- EXERCISE
From the first line through the one containing "#[derive(Debug, Clone)]", restate the listing word for word, and give no other lines.
Start of THE INPUT
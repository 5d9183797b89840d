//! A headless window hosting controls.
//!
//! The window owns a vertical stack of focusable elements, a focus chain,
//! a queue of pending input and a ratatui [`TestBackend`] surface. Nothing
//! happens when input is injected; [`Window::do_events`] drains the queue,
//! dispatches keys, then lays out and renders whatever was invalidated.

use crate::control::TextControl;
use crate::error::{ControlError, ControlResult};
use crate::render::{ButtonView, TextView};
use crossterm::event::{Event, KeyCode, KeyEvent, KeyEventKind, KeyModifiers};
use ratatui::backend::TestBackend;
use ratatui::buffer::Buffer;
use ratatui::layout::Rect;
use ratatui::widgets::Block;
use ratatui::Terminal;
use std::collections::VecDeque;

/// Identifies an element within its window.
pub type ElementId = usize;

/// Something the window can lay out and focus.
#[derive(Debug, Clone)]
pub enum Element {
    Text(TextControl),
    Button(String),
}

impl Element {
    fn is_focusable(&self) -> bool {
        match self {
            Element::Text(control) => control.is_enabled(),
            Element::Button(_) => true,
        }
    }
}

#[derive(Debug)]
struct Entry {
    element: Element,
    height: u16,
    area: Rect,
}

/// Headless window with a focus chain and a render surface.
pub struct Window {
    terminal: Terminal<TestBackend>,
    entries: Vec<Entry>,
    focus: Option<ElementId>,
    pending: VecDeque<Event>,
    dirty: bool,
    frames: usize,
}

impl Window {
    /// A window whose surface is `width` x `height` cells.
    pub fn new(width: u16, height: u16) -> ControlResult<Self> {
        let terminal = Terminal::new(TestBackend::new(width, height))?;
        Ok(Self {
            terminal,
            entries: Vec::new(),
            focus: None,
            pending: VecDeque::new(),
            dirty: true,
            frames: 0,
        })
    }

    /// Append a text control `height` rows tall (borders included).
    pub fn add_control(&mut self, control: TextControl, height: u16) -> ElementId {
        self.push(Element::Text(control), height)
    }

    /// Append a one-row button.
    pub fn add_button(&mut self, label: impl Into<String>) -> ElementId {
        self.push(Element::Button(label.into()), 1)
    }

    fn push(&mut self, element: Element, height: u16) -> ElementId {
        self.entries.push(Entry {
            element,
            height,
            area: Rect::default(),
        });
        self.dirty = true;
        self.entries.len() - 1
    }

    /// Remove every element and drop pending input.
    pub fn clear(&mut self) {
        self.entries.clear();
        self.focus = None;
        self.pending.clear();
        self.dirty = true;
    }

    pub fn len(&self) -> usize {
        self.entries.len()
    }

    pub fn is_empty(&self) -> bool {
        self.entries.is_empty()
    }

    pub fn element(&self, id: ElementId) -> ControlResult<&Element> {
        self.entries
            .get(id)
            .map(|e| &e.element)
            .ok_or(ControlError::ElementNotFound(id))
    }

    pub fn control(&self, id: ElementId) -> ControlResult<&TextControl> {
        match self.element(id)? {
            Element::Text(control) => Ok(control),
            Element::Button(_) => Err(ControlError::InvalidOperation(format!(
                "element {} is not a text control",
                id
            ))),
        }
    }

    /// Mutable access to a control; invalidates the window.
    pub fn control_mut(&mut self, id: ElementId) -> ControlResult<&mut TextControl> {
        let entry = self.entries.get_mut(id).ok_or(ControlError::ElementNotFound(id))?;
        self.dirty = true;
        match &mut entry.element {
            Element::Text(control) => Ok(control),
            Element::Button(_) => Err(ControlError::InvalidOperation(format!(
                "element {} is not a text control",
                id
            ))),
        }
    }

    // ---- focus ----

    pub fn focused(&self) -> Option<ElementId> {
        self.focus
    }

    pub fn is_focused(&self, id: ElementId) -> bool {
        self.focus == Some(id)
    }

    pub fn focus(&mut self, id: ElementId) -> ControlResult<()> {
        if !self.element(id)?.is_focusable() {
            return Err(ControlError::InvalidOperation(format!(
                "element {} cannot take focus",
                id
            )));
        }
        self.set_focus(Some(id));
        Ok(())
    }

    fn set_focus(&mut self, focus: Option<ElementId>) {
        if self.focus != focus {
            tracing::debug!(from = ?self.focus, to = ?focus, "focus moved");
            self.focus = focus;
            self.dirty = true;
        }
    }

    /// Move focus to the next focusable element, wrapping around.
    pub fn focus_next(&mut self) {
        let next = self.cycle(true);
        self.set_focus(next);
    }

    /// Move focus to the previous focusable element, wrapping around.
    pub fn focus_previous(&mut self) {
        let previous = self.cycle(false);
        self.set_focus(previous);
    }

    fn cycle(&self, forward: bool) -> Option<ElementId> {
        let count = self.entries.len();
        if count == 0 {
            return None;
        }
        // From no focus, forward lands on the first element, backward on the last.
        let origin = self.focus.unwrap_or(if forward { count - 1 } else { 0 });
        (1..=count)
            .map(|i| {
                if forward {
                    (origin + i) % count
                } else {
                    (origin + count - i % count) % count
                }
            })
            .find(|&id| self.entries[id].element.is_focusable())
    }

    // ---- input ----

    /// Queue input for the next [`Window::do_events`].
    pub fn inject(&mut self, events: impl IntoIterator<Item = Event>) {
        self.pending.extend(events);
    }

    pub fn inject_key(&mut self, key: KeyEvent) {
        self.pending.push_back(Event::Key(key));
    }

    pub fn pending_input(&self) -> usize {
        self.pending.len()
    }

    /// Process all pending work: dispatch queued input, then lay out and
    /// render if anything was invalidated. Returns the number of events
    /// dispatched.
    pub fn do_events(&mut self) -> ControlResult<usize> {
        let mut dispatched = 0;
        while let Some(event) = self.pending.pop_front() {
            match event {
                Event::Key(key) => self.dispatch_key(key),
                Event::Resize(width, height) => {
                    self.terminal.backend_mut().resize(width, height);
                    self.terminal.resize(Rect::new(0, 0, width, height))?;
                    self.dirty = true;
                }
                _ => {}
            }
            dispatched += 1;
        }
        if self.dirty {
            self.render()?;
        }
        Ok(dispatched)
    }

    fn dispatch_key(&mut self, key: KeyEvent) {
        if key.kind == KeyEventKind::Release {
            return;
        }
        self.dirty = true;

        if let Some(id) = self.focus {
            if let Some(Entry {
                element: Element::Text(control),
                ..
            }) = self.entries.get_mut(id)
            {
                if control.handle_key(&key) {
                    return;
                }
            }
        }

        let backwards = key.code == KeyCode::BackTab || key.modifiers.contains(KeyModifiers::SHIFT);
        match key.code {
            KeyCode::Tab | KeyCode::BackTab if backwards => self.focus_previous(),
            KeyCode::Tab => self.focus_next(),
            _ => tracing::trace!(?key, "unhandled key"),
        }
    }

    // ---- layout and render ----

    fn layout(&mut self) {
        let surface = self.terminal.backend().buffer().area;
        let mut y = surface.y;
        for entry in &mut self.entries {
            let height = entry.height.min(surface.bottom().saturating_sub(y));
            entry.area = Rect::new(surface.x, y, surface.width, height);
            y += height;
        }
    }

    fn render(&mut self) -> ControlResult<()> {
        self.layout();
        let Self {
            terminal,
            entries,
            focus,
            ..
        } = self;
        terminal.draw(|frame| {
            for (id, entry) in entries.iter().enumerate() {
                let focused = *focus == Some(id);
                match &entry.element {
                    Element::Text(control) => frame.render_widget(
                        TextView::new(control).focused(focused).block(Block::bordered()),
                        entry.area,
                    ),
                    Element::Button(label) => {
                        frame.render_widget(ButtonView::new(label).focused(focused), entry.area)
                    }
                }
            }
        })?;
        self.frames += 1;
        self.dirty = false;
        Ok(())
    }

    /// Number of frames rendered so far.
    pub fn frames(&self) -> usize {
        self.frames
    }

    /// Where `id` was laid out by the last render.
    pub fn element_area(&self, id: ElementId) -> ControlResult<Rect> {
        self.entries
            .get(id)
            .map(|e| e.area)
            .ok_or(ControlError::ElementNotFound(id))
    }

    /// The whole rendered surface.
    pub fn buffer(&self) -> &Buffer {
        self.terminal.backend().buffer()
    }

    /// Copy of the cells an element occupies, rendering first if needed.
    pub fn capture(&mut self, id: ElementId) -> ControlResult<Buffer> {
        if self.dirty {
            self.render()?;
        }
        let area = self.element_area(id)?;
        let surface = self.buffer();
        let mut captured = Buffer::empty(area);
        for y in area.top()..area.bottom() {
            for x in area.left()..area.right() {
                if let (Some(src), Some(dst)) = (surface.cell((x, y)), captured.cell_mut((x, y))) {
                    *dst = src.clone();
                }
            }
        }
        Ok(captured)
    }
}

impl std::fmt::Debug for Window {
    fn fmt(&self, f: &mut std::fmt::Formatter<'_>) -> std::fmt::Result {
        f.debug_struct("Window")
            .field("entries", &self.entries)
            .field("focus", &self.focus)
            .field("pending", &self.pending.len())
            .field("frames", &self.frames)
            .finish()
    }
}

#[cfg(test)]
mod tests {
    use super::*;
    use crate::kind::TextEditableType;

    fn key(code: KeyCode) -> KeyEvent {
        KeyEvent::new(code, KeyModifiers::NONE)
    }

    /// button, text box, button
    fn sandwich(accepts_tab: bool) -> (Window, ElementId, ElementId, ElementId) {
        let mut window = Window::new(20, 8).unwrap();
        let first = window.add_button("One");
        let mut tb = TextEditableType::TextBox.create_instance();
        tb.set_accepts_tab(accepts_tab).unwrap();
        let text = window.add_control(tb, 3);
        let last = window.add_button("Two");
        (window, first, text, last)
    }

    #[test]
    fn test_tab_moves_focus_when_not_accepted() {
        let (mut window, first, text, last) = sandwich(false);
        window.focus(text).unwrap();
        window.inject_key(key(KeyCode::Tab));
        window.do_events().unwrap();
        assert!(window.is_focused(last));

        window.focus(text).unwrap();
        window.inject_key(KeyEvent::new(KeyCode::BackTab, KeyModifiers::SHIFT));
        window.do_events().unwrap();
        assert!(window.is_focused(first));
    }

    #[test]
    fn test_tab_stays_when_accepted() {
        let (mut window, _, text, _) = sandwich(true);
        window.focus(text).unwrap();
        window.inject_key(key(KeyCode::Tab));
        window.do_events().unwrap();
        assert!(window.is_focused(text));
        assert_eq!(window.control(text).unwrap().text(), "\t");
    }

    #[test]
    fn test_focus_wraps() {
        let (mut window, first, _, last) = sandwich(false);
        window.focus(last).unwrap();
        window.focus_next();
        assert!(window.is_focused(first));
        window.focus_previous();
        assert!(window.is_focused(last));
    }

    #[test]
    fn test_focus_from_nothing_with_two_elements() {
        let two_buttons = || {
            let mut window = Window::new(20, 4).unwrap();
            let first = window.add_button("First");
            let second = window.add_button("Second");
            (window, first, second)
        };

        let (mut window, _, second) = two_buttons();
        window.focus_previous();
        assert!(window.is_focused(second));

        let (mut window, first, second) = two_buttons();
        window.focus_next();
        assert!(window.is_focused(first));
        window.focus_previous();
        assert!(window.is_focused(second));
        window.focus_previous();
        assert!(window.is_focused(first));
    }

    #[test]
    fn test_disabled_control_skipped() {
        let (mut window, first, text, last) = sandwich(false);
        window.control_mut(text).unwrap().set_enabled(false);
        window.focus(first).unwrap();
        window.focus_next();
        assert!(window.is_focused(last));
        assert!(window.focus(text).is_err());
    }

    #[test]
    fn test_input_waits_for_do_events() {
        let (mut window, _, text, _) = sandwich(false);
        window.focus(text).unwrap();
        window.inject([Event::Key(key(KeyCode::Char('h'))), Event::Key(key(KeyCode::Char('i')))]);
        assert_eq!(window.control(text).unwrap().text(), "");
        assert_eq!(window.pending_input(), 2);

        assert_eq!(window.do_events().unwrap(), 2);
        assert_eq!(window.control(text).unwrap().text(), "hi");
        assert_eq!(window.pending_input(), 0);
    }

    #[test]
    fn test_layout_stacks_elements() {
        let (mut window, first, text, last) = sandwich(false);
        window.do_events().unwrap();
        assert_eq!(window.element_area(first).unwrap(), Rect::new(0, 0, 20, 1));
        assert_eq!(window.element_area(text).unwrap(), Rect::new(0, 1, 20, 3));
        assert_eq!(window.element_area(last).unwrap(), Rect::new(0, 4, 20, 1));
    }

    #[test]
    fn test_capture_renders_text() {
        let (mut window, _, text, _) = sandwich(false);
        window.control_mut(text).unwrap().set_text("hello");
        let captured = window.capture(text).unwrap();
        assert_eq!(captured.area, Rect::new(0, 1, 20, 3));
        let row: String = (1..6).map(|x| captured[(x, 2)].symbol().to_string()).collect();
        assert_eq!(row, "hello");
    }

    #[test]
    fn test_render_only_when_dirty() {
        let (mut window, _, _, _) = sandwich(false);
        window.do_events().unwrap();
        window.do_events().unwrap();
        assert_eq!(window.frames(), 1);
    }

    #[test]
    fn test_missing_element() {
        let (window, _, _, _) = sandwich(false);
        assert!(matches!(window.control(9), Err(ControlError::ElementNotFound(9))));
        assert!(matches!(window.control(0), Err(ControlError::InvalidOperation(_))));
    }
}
End of THE INPUT
- FINISHED EXERCISE
repository 5d9183797b89840d
//! A headless window hosting controls.
//!
//! The window owns a vertical stack of focusable elements, a focus chain,
//! a queue of pending input and a ratatui [`TestBackend`] surface. Nothing
//! happens when input is injected; [`Window::do_events`] drains the queue,
//! dispatches keys, then lays out and renders whatever was invalidated.

use crate::control::TextControl;
use crate::error::{ControlError, ControlResult};
use crate::render::{ButtonView, TextView};
use crossterm::event::{Event, KeyCode, KeyEvent, KeyEventKind, KeyModifiers};
use ratatui::backend::TestBackend;
use ratatui::buffer::Buffer;
use ratatui::layout::Rect;
use ratatui::widgets::Block;
use ratatui::Terminal;
use std::collections::VecDeque;

/// Identifies an element within its window.
pub type ElementId = usize;

/// Something the window can lay out and focus.
#[derive(Debug, Clone)]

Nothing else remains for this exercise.